I will be attempting to add one or two photos per day to the MCHS ’60s Reunion Facebook Group. I will try to keep track of the uploads through blog posts such as this one. On this page are two photos that I posted at the latter Group recently.
I don’t remember many high school parties from those days, but I do remember a party where I won the Limbo Contest. With practice and the agility of youth, we sought to answer the Limbo Question: “”How low can you go?”
We do not know the name of the Limbo contestant in the photo. Please contact us if you think you know who the young woman is.

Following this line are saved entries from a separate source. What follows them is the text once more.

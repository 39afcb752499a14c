use std::path::PathBuf;

use anyhow::{Context, Result};
use clap::Parser;
use valuation_core::CompanyFinancials;
use valuation_models::ValuationSession;

mod config;
mod output;

use config::{CliConfig, OutputFormat};

/// Intrinsic value of a company from DCF (FCFF) and FCFE models.
#[derive(Parser, Debug)]
#[command(name = "valuation", version, about, long_about = None)]
struct Cli {
    /// Company financials JSON (bare record or data-service response)
    financials: PathBuf,

    /// Revenue growth, percent
    #[arg(long)]
    revenue_growth: Option<f64>,

    /// Terminal growth, percent
    #[arg(long)]
    terminal_growth: Option<f64>,

    /// Weighted average cost of capital, percent
    #[arg(long)]
    wacc: Option<f64>,

    /// Required return on equity, percent
    #[arg(long)]
    required_return: Option<f64>,

    /// Tax rate, percent
    #[arg(long)]
    tax_rate: Option<f64>,

    /// Projection horizon in years
    #[arg(long)]
    projection_years: Option<u32>,

    /// DCF weight (0-100); FCFE takes the remainder
    #[arg(long, value_parser = clap::value_parser!(u8).range(0..=100))]
    dcf_weight: Option<u8>,

    /// FCFE weight (0-100); DCF takes the remainder
    #[arg(long, conflicts_with = "dcf_weight", value_parser = clap::value_parser!(u8).range(0..=100))]
    fcfe_weight: Option<u8>,

    /// Report format
    #[arg(long, value_enum)]
    output: Option<OutputFormat>,
}

fn init_tracing() {
    let filter = tracing_subscriber::EnvFilter::try_from_default_env()
        .unwrap_or_else(|_| tracing_subscriber::EnvFilter::new("info"));
    let json_logging = std::env::var("RUST_LOG_FORMAT")
        .map(|v| v.eq_ignore_ascii_case("json"))
        .unwrap_or(false);

    if json_logging {
        tracing_subscriber::fmt()
            .json()
            .with_env_filter(filter)
            .with_writer(std::io::stderr)
            .init();
    } else {
        tracing_subscriber::fmt()
            .with_env_filter(filter)
            .with_writer(std::io::stderr)
            .init();
    }
}

fn main() -> Result<()> {
    dotenvy::dotenv().ok();
    init_tracing();

    let cli = Cli::parse();
    let mut config = CliConfig::from_env()?;

    let a = &mut config.assumptions;
    if let Some(v) = cli.revenue_growth {
        a.revenue_growth = v;
    }
    if let Some(v) = cli.terminal_growth {
        a.terminal_growth = v;
    }
    if let Some(v) = cli.wacc {
        a.wacc = v;
    }
    if let Some(v) = cli.required_return {
        a.required_return = v;
    }
    if let Some(v) = cli.tax_rate {
        a.tax_rate = v;
    }
    if let Some(v) = cli.projection_years {
        a.projection_years = v;
    }
    let output = cli.output.unwrap_or(config.output);
    tracing::debug!(?config, ?output, "configuration resolved");

    let raw = std::fs::read_to_string(&cli.financials)
        .with_context(|| format!("failed to read {}", cli.financials.display()))?;
    let financials = CompanyFinancials::from_json_str(&raw)
        .with_context(|| format!("failed to load financials from {}", cli.financials.display()))?;

    let mut session = ValuationSession::with_inputs(config.assumptions, config.weights);
    if let Some(w) = cli.dcf_weight {
        session.set_dcf_weight(w);
    }
    if let Some(w) = cli.fcfe_weight {
        session.set_fcfe_weight(w);
    }
    session.load_financials(financials);

    let report = session.calculate().context("valuation failed")?;

    match output {
        OutputFormat::Json => println!("{}", serde_json::to_string_pretty(&report)?),
        OutputFormat::Text => {
            if let Some(financials) = session.financials() {
                print!("{}", output::render_text(financials, &report));
            }
        }
    }

    Ok(())
}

I had no trouble identifying Allen Jones in the Beatnik-era photo. He was in the same class with me at Morison, I believe, and likely also at Laurentide. I’ve also been in touch with him more recently, in connection with the ’60s Reunion.
The “Way Out, Man!” reference would be to the 1950s and early 1960s Beatnik era centred around such cultural figures as Jack Karouac and Allen Ginsberg in the United States. The Beats predated the Hippie era that began to manifest itself by the late 1960s, as I recall from my days at Simon Fraser University in the late 1960s and early 1970s, which I attended after dropping out from McGill University. For some of us, as I’ve subsequently learned, dropping out of McGill was a Rite of Passage in a Young Person’s Life. As I’ve noted in my MCHS Bio, after high school it took me a while to find my way but fortunately things worked out great as the years went by.
I recall at Simon Fraser, after I had distinguished myself as a student reporter, I was asked to meet with a selection panel choosing the next editor of the student newspaper The Peak. Among the questions that came my way was: “How have you done, in your university career so far, in handling the demands of juggling classroom work and extra curricular activities. Tell us about how things were in this regard when you were at McGill.” I replied at once, “At McGill, I was not academically active.” Everybody on the selection panel had a good laugh and they selected me as the next Editor without much further discussion.
I recall, around that time, hearing that Stanley Roberts, who was responsible for public relations on behalf of Simon Fraser University in those years, breathed an audible sigh of relief when he got word that I had been selected as the new Editor, at a contentions time in the university’s history. A former newspaper reporter, Stan Roberts knew that my approach to student journalism was to stick to the facts, and to present a balanced perspective on campus issues. That’s been a key part of my approach to reporting and writing ever since I began with student journalism at SFU. Not that I don’t have plenty still to learn. So long as a measure of neuroplasticity in my cerebral cortex is evident, I always seek to learn new things and improve my game.